I think the authors have responded well to the various comments. The pare is very clearly written and offers given a better understanding of the many difficulties of collecting and assessing data during humanitarian emergencies.

Review #3
By Christophe Guéret submitted on 05/Nov/2013
Suggestion:
Accept
Review Comment:

This revised submission responds to all the concerns raised by the reviewers. With respect to my own remarks, I was pleased to read more about the decentralisation of the approach and the motivation of table conversion with the goal of integrating into current practices.

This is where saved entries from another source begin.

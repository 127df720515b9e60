//! helper-dispatch - nearest-qualified helper assignment with timed escalation
//!
//! Books a service request against the closest available helper with the
//! matching skill, then keeps the booking moving: if the assignee has not
//! finished within the escalation window, the next ranked candidate is
//! claimed automatically.
//!
//! # Architecture
//!
//! The library is organized into several modules:
//!
//! - [`config`] - Configuration management and settings
//! - [`models`] - Helpers, bookings, requests and results
//! - [`dispatch`] - Ranking, assignment, escalation and lifecycle
//! - [`storage`] - Store traits with SQLite and in-memory backends
//! - [`server`] - axum HTTP API
//! - [`metrics`] - Prometheus counters
//! - [`seed`] - Helper seed files
//!
//! # Example
//!
//! ```no_run
//! use std::sync::Arc;
//! use helper_dispatch::config::Config;
//! use helper_dispatch::dispatch::Dispatcher;
//! use helper_dispatch::storage::Stores;
//!
//! #[tokio::main]
//! async fn main() -> anyhow::Result<()> {
//!     let config = Config::from_env()?;
//!     let stores = Stores::open(&config.storage)?;
//!     let dispatcher = Arc::new(Dispatcher::new(
//!         stores,
//!         config.escalation(),
//!         config.dispatch.event_capacity,
//!     ));
//!     println!("{} helpers", dispatcher.list_helpers(false).await?.len());
//!     Ok(())
//! }
//! ```

pub mod config;
pub mod dispatch;
pub mod error;
pub mod metrics;
pub mod models;
pub mod seed;
pub mod server;
pub mod storage;

/// Re-export commonly used types
pub mod prelude {
    pub use crate::config::Config;
    pub use crate::dispatch::{DispatchError, Dispatcher, EscalationConfig};
    pub use crate::error::{Error, ErrorCategory, Result};
    pub use crate::models::{
        AssignOutcome, AssignRequest, Booking, BookingStatus, GeoPoint, Helper, HelperStatus,
    };
    pub use crate::storage::{BookingStore, HelperStore, MemoryStore, SqliteStore, Stores};
}

// Direct re-exports for convenience
pub use models::{AssignOutcome, AssignRequest, Booking, BookingStatus, GeoPoint, Helper};
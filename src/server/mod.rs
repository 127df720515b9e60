//! HTTP server for helper dispatch
//!
//! # Architecture
//!
//! ```text
//! ┌──────────────────────────────────────────┐
//! │             Dispatch Server              │
//! │                                          │
//! │  ┌────────────────────────────────────┐  │
//! │  │             REST API               │  │
//! │  │  GET  /api/health                  │  │
//! │  │  POST /api/bookings                │  │
//! │  │  GET  /api/bookings/{id}           │  │
//! │  │  POST /api/bookings/{id}/complete  │  │
//! │  │  GET  /api/helpers                 │  │
//! │  │  POST /api/helpers                 │  │
//! │  │  PUT  /api/helpers/{id}/location   │  │
//! │  │  GET  /metrics                     │  │
//! │  └────────────────────────────────────┘  │
//! │                    │                     │
//! │                    ▼                     │
//! │  ┌────────────────────────────────────┐  │
//! │  │            Dispatcher              │  │
//! │  └────────────────────────────────────┘  │
//! └──────────────────────────────────────────┘
//! ```
//!
//! # Usage
//!
//! ```ignore
//! use helper_dispatch::server::{DispatchServer, ServerConfig};
//!
//! let server = DispatchServer::new(ServerConfig::default(), dispatcher)?;
//! server.start_with_shutdown(shutdown_signal()).await?;
//! ```

pub mod api;
pub mod config;
#[allow(clippy::module_inception)]
pub mod server;

pub use api::create_router;
pub use config::ServerConfig;
pub use server::{AppState, DispatchServer, ServerError, ServerInfo};
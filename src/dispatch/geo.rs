//! Great-circle distance and travel-time estimate

use crate::models::GeoPoint;

/// Mean Earth radius used by the haversine formula
pub const EARTH_RADIUS_KM: f64 = 6371.0;

/// Minutes per kilometre at the assumed 15 km/h travel speed
pub const MINUTES_PER_KM: f64 = 4.0;

/// Haversine distance between two points in kilometres
///
/// Inputs are in degrees. Non-finite coordinates yield a non-finite result.
pub fn haversine_km(a: GeoPoint, b: GeoPoint) -> f64 {
    let d_lat = (b.lat - a.lat).to_radians();
    let d_lng = (b.lng - a.lng).to_radians();

    let h = (d_lat / 2.0).sin().powi(2)
        + a.lat.to_radians().cos() * b.lat.to_radians().cos() * (d_lng / 2.0).sin().powi(2);

    // clamp guards asin against rounding just above 1.0 for antipodes
    2.0 * EARTH_RADIUS_KM * h.sqrt().min(1.0).asin()
}

/// Whole minutes to cover `distance_km`, rounded up
pub fn eta_minutes(distance_km: f64) -> u32 {
    (distance_km * MINUTES_PER_KM).ceil() as u32
}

This is a good paper which is clearly in scope with the topic of the special issue it has been submitted to.

Review #4
By Martin Murillo submitted on 05/Nov/2013
Suggestion:
Accept
Review Comment:

The authors have addressed all the original issues.The authors have provided a good piece of work. The authors may note that, in real life, they must address issues aliases (nicknames) and biometrical information in their vocabulary.